The broader market context is instructive. India's real estate sector is experiencing a structural shift in how infrastructure investments translate into property market outcomes. The traditional sequence, where infrastructure completion gradually lifts land values over a decade or more, is compressing. Digital transparency, faster construction timelines and deeper institutional capital markets mean that repricing now occurs in anticipation of infrastructure delivery rather than after it.
The YEIDA corridor exemplifies this compression. A near threefold price increase occurred largely before the airport opened for commercial operations, driven by forward-looking capital rather than realised demand. Colliers' projection of an additional 22-28% appreciation through 2028 suggests the market expects a second phase of repricing as the airport reaches operational maturity.
The developer and contractor expansion pattern
Airport-linked corridors across India are drawing construction and development firms from multiple regions. In Hyderabad, firms such as MSLG Projects, a civil contracting company specialising in high-rise residential and commercial structural execution, represent the contractor ecosystem that scales alongside developer activity in high-growth infrastructure nodes.
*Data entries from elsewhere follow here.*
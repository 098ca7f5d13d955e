// SPDX-License-Identifier: AGPL-3.0-or-later
//
// Copyright (C) 2025 Daniel Negri
//
// This program is free software: you can redistribute it and/or modify
// it under the terms of the GNU Affero General Public License as published by
// the Free Software Foundation, either version 3 of the License, or
// (at your option) any later version.
//
// This program is distributed in the hope that it will be useful,
// but WITHOUT ANY WARRANTY; without even the implied warranty of
// MERCHANTABILITY or FITNESS FOR A PARTICULAR PURPOSE. See the
// GNU Affero General Public License for more details.
//
// You should have received a copy of the GNU Affero General Public License
// along with this program. If not, see <https://www.gnu.org/licenses/>.

//! Redemption codes.
//!
//! ```text
//!  Active ──disable()──► Disabled
//!     │
//!     └────expire()────► Expired
//! ```
//!
//! Only an active code inside its `[valid_from, valid_until]` window with
//! uses left can be redeemed. The window check is evaluated at redemption
//! time and never changes the status by itself.

use crate::account::validate_amount;
use crate::base::CurrencyKind;
use crate::error::{CodeError, ParseEnumError};
use crate::ledger::Metadata;
use chrono::{DateTime, Utc};
use serde::{Deserialize, Serialize};
use std::fmt;
use std::str::FromStr;

const MAX_CODE_LEN: usize = 64;

#[derive(Debug, Clone, Copy, PartialEq, Eq, Hash, Serialize, Deserialize)]
#[serde(rename_all = "lowercase")]
pub enum CodeType {
    Promotion,
    Gift,
    Event,
}

impl CodeType {
    pub fn as_str(&self) -> &'static str {
        match self {
            Self::Promotion => "promotion",
            Self::Gift => "gift",
            Self::Event => "event",
        }
    }
}

impl fmt::Display for CodeType {
    fn fmt(&self, f: &mut fmt::Formatter<'_>) -> fmt::Result {
        f.write_str(self.as_str())
    }
}

impl FromStr for CodeType {
    type Err = ParseEnumError;

    fn from_str(s: &str) -> Result<Self, Self::Err> {
        match s.trim().to_lowercase().as_str() {
            "promotion" => Ok(Self::Promotion),
            "gift" => Ok(Self::Gift),
            "event" => Ok(Self::Event),
            _ => Err(ParseEnumError::new("code type", s)),
        }
    }
}

#[derive(Debug, Clone, Copy, PartialEq, Eq, Hash, Serialize, Deserialize)]
#[serde(rename_all = "lowercase")]
pub enum CodeStatus {
    Active,
    Expired,
    Disabled,
}

impl CodeStatus {
    pub fn as_str(&self) -> &'static str {
        match self {
            Self::Active => "active",
            Self::Expired => "expired",
            Self::Disabled => "disabled",
        }
    }
}

impl fmt::Display for CodeStatus {
    fn fmt(&self, f: &mut fmt::Formatter<'_>) -> fmt::Result {
        f.write_str(self.as_str())
    }
}

impl FromStr for CodeStatus {
    type Err = ParseEnumError;

    fn from_str(s: &str) -> Result<Self, Self::Err> {
        match s.trim().to_lowercase().as_str() {
            "active" => Ok(Self::Active),
            "expired" => Ok(Self::Expired),
            "disabled" => Ok(Self::Disabled),
            _ => Err(ParseEnumError::new("code status", s)),
        }
    }
}

/// Definition of a code to be created.
#[derive(Debug, Clone, PartialEq)]
pub struct NewCode {
    pub code: String,
    pub code_type: CodeType,
    pub currency: CurrencyKind,
    pub amount: i64,
    /// Total redemptions allowed across all users; `0` means unlimited.
    pub max_uses: u32,
    pub valid_from: DateTime<Utc>,
    pub valid_until: DateTime<Utc>,
    pub metadata: Metadata,
}

/// Promotional code granting a fixed amount of currency.
///
/// Deserializing runs the same checks as [`RedemptionCode::new`].
#[derive(Debug, Clone, PartialEq, Serialize, Deserialize)]
#[serde(try_from = "StoredCode")]
pub struct RedemptionCode {
    code: String,
    code_type: CodeType,
    currency: CurrencyKind,
    amount: i64,
    max_uses: u32,
    current_uses: u32,
    valid_from: DateTime<Utc>,
    valid_until: DateTime<Utc>,
    status: CodeStatus,
    metadata: Metadata,
    created_at: DateTime<Utc>,
    updated_at: DateTime<Utc>,
}

/// Serialized form of a [`RedemptionCode`], validated on the way in.
#[derive(Deserialize)]
struct StoredCode {
    code: String,
    code_type: CodeType,
    currency: CurrencyKind,
    amount: i64,
    max_uses: u32,
    current_uses: u32,
    valid_from: DateTime<Utc>,
    valid_until: DateTime<Utc>,
    status: CodeStatus,
    #[serde(default)]
    metadata: Metadata,
    created_at: DateTime<Utc>,
    updated_at: DateTime<Utc>,
}

impl TryFrom<StoredCode> for RedemptionCode {
    type Error = CodeError;

    fn try_from(stored: StoredCode) -> Result<Self, Self::Error> {
        validate_code(&stored.code)?;
        validate_amount(stored.amount)?;
        if stored.valid_until < stored.valid_from {
            return Err(CodeError::InvalidWindow);
        }

        Ok(Self {
            code: stored.code,
            code_type: stored.code_type,
            currency: stored.currency,
            amount: stored.amount,
            max_uses: stored.max_uses,
            current_uses: stored.current_uses,
            valid_from: stored.valid_from,
            valid_until: stored.valid_until,
            status: stored.status,
            metadata: stored.metadata,
            created_at: stored.created_at,
            updated_at: stored.updated_at,
        })
    }
}

fn validate_code(code: &str) -> Result<(), CodeError> {
    if code.is_empty() {
        return Err(CodeError::InvalidFormat("code is empty".to_string()));
    }
    if code.len() > MAX_CODE_LEN {
        return Err(CodeError::InvalidFormat(format!(
            "code is longer than {MAX_CODE_LEN} characters"
        )));
    }
    if let Some(c) = code
        .chars()
        .find(|c| !(c.is_ascii_alphanumeric() || *c == '-' || *c == '_'))
    {
        return Err(CodeError::InvalidFormat(format!("unexpected character {c:?}")));
    }
    Ok(())
}

impl RedemptionCode {
    /// Creates an active code with no uses.
    ///
    /// # Errors
    ///
    /// - [`CodeError::InvalidFormat`] if the trimmed code is empty, longer than
    ///   64 characters or contains characters outside `[A-Za-z0-9_-]`.
    /// - [`CodeError::Amount`] if the amount lies outside `(0, MAX_AMOUNT]`.
    /// - [`CodeError::InvalidWindow`] if `valid_until < valid_from`.
    pub fn new(new: NewCode, now: DateTime<Utc>) -> Result<Self, CodeError> {
        let code = new.code.trim().to_string();
        validate_code(&code)?;
        validate_amount(new.amount)?;
        if new.valid_until < new.valid_from {
            return Err(CodeError::InvalidWindow);
        }

        Ok(Self {
            code,
            code_type: new.code_type,
            currency: new.currency,
            amount: new.amount,
            max_uses: new.max_uses,
            current_uses: 0,
            valid_from: new.valid_from,
            valid_until: new.valid_until,
            status: CodeStatus::Active,
            metadata: new.metadata,
            created_at: now,
            updated_at: now,
        })
    }

    pub fn is_valid_at(&self, now: DateTime<Utc>) -> bool {
        self.status == CodeStatus::Active
            && self.valid_from <= now
            && now <= self.valid_until
            && (self.max_uses == 0 || self.current_uses < self.max_uses)
    }

    pub fn is_valid(&self) -> bool {
        self.is_valid_at(Utc::now())
    }

    pub fn can_be_redeemed_at(&self, now: DateTime<Utc>) -> bool {
        self.is_valid_at(now)
    }

    pub fn can_be_redeemed(&self) -> bool {
        self.can_be_redeemed_at(Utc::now())
    }

    /// Consumes one use of the code.
    ///
    /// This is the only place `current_uses` changes. It does not know which
    /// user is redeeming; per-user uniqueness is enforced by the redemption
    /// record.
    ///
    /// # Errors
    ///
    /// Returns [`CodeError::NotRedeemable`] if the code cannot be redeemed at `now`.
    pub fn redeem_at(&mut self, now: DateTime<Utc>) -> Result<(), CodeError> {
        if !self.can_be_redeemed_at(now) {
            return Err(CodeError::NotRedeemable);
        }
        self.current_uses += 1;
        self.updated_at = now;
        Ok(())
    }

    pub fn redeem(&mut self) -> Result<(), CodeError> {
        self.redeem_at(Utc::now())
    }

    pub fn disable(&mut self, now: DateTime<Utc>) {
        self.status = CodeStatus::Disabled;
        self.updated_at = now;
    }

    pub fn expire(&mut self, now: DateTime<Utc>) {
        self.status = CodeStatus::Expired;
        self.updated_at = now;
    }

    /// Uses left before the cap, `None` for unlimited codes.
    pub fn remaining_uses(&self) -> Option<u32> {
        (self.max_uses > 0).then(|| self.max_uses.saturating_sub(self.current_uses))
    }

    pub fn code(&self) -> &str {
        &self.code
    }

    pub fn code_type(&self) -> CodeType {
        self.code_type
    }

    pub fn currency(&self) -> CurrencyKind {
        self.currency
    }

    pub fn amount(&self) -> i64 {
        self.amount
    }

    pub fn max_uses(&self) -> u32 {
        self.max_uses
    }

    pub fn current_uses(&self) -> u32 {
        self.current_uses
    }

    pub fn valid_from(&self) -> DateTime<Utc> {
        self.valid_from
    }

    pub fn valid_until(&self) -> DateTime<Utc> {
        self.valid_until
    }

    pub fn status(&self) -> CodeStatus {
        self.status
    }

    pub fn metadata(&self) -> &Metadata {
        &self.metadata
    }

    pub fn created_at(&self) -> DateTime<Utc> {
        self.created_at
    }

    pub fn updated_at(&self) -> DateTime<Utc> {
        self.updated_at
    }
}

#[cfg(test)]
mod tests {
    use super::*;
    use crate::account::MAX_AMOUNT;
    use crate::error::BalanceError;
    use chrono::Duration;

    fn new_code(max_uses: u32, now: DateTime<Utc>) -> NewCode {
        NewCode {
            code: "TESTCODE123".to_string(),
            code_type: CodeType::Promotion,
            currency: CurrencyKind::Paid,
            amount: 1_000,
            max_uses,
            valid_from: now - Duration::hours(1),
            valid_until: now + Duration::hours(1),
            metadata: Metadata::new(),
        }
    }

    #[test]
    fn new_code_is_active_and_unused() {
        let now = Utc::now();
        let code = RedemptionCode::new(new_code(10, now), now).unwrap();
        assert_eq!(code.status(), CodeStatus::Active);
        assert_eq!(code.current_uses(), 0);
        assert_eq!(code.remaining_uses(), Some(10));
        assert!(code.is_valid_at(now));
    }

    #[test]
    fn constructor_validates_definition() {
        let now = Utc::now();

        let mut blank = new_code(1, now);
        blank.code = "   ".into();
        assert!(matches!(
            RedemptionCode::new(blank, now),
            Err(CodeError::InvalidFormat(_))
        ));

        let mut spaced = new_code(1, now);
        spaced.code = "HELLO WORLD".into();
        assert!(matches!(
            RedemptionCode::new(spaced, now),
            Err(CodeError::InvalidFormat(_))
        ));

        let mut long = new_code(1, now);
        long.code = "A".repeat(65);
        assert!(matches!(
            RedemptionCode::new(long, now),
            Err(CodeError::InvalidFormat(_))
        ));

        let mut free = new_code(1, now);
        free.amount = 0;
        assert_eq!(
            RedemptionCode::new(free, now),
            Err(CodeError::Amount(BalanceError::InvalidAmount))
        );

        let mut huge = new_code(1, now);
        huge.amount = MAX_AMOUNT + 1;
        assert_eq!(
            RedemptionCode::new(huge, now),
            Err(CodeError::Amount(BalanceError::AmountTooLarge))
        );

        let mut backwards = new_code(1, now);
        backwards.valid_until = backwards.valid_from - Duration::seconds(1);
        assert_eq!(RedemptionCode::new(backwards, now), Err(CodeError::InvalidWindow));
    }

    #[test]
    fn code_is_trimmed() {
        let now = Utc::now();
        let mut padded = new_code(0, now);
        padded.code = "  SUMMER-24_A ".into();
        let code = RedemptionCode::new(padded, now).unwrap();
        assert_eq!(code.code(), "SUMMER-24_A");
    }

    #[test]
    fn window_bounds_are_inclusive() {
        let now = Utc::now();
        let code = RedemptionCode::new(new_code(0, now), now).unwrap();
        assert!(code.is_valid_at(code.valid_from()));
        assert!(code.is_valid_at(code.valid_until()));
        assert!(!code.is_valid_at(code.valid_from() - Duration::milliseconds(1)));
        assert!(!code.is_valid_at(code.valid_until() + Duration::milliseconds(1)));
    }

    #[test]
    fn redeem_stops_at_max_uses() {
        let now = Utc::now();
        let mut code = RedemptionCode::new(new_code(2, now), now).unwrap();
        code.redeem_at(now).unwrap();
        code.redeem_at(now).unwrap();
        assert_eq!(code.redeem_at(now), Err(CodeError::NotRedeemable));
        assert_eq!(code.current_uses(), 2);
        assert_eq!(code.remaining_uses(), Some(0));
    }

    #[test]
    fn unlimited_codes_keep_counting() {
        let now = Utc::now();
        let mut code = RedemptionCode::new(new_code(0, now), now).unwrap();
        for _ in 0..100 {
            code.redeem_at(now).unwrap();
        }
        assert_eq!(code.current_uses(), 100);
        assert_eq!(code.remaining_uses(), None);
    }

    #[test]
    fn disabled_and_expired_codes_cannot_be_redeemed() {
        let now = Utc::now();
        let mut disabled = RedemptionCode::new(new_code(0, now), now).unwrap();
        disabled.disable(now);
        assert_eq!(disabled.status(), CodeStatus::Disabled);
        assert_eq!(disabled.redeem_at(now), Err(CodeError::NotRedeemable));

        let mut expired = RedemptionCode::new(new_code(0, now), now).unwrap();
        expired.expire(now);
        assert!(!expired.can_be_redeemed_at(now));
        assert_eq!(expired.current_uses(), 0);
    }

    #[test]
    fn enums_parse_their_display_form() {
        for code_type in [CodeType::Promotion, CodeType::Gift, CodeType::Event] {
            assert_eq!(code_type.to_string().parse::<CodeType>(), Ok(code_type));
        }
        for status in [CodeStatus::Active, CodeStatus::Expired, CodeStatus::Disabled] {
            assert_eq!(status.to_string().parse::<CodeStatus>(), Ok(status));
        }
        assert_eq!(
            "coupon".parse::<CodeType>(),
            Err(ParseEnumError::new("code type", "coupon"))
        );
    }

    #[test]
    fn deserializing_rejects_what_new_rejects() {
        let now = Utc::now();
        let code = RedemptionCode::new(new_code(5, now), now).unwrap();
        let stored = serde_json::to_value(&code).unwrap();
        assert_eq!(serde_json::from_value::<RedemptionCode>(stored.clone()).unwrap(), code);

        let mut backwards = stored.clone();
        backwards["valid_until"] = stored["valid_from"].clone();
        backwards["valid_from"] = stored["valid_until"].clone();
        let error = serde_json::from_value::<RedemptionCode>(backwards).unwrap_err();
        assert!(error.to_string().contains("validity window"));

        let mut spaced = stored.clone();
        spaced["code"] = "NOT VALID".into();
        assert!(serde_json::from_value::<RedemptionCode>(spaced).is_err());

        let mut free = stored;
        free["amount"] = 0.into();
        assert!(serde_json::from_value::<RedemptionCode>(free).is_err());
    }
}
The pattern of regional contractors following capital into new corridors is a reliable indicator of market depth and construction pipeline maturity.
For the Noida corridor specifically, the availability of 973 plots through the YEIDA scheme at ₹35,000 per square meter provides a standardised entry point that smaller developers and individual investors can access alongside institutional players. This dual-track market structure, combining institutional-grade logistics and commercial parcels with retail-accessible residential plots, broadens the corridor's capital base and reduces concentration risk.
What should capital allocators watch through 2028?
Three data points deserve ongoing monitoring. First, the pace of airline and cargo operator commitments at Noida International Airport, which will determine whether the Colliers appreciation projections materialise on schedule. Second, warehousing absorption rates along the Yamuna Expressway, where the Q1 2026 figure of 19.3 million square feet nationally provides a baseline for tracking corridor-specific demand. Third, the evolution of infrastructure-to-real-estate vehicles such as Vertis Fund Advisors, whose KKR-backed model may attract replication across other highway and airport corridors.
The institutional real estate community gathering at GRI Institute events throughout 2026 will continue to assess these corridors through the lens of risk-adjusted returns, regulatory clarity and infrastructure delivery timelines. The Noida airport corridor, with its combination of verified price appreciation, government-backed land allocation and multimodal connectivity, has established itself as a reference case for airport-linked real estate investment in India.
As Colliers data confirms, the repricing is already advanced but not complete. The next 24 months will determine whether this corridor transitions from a high-growth speculative market to a stabilised institutional asset class.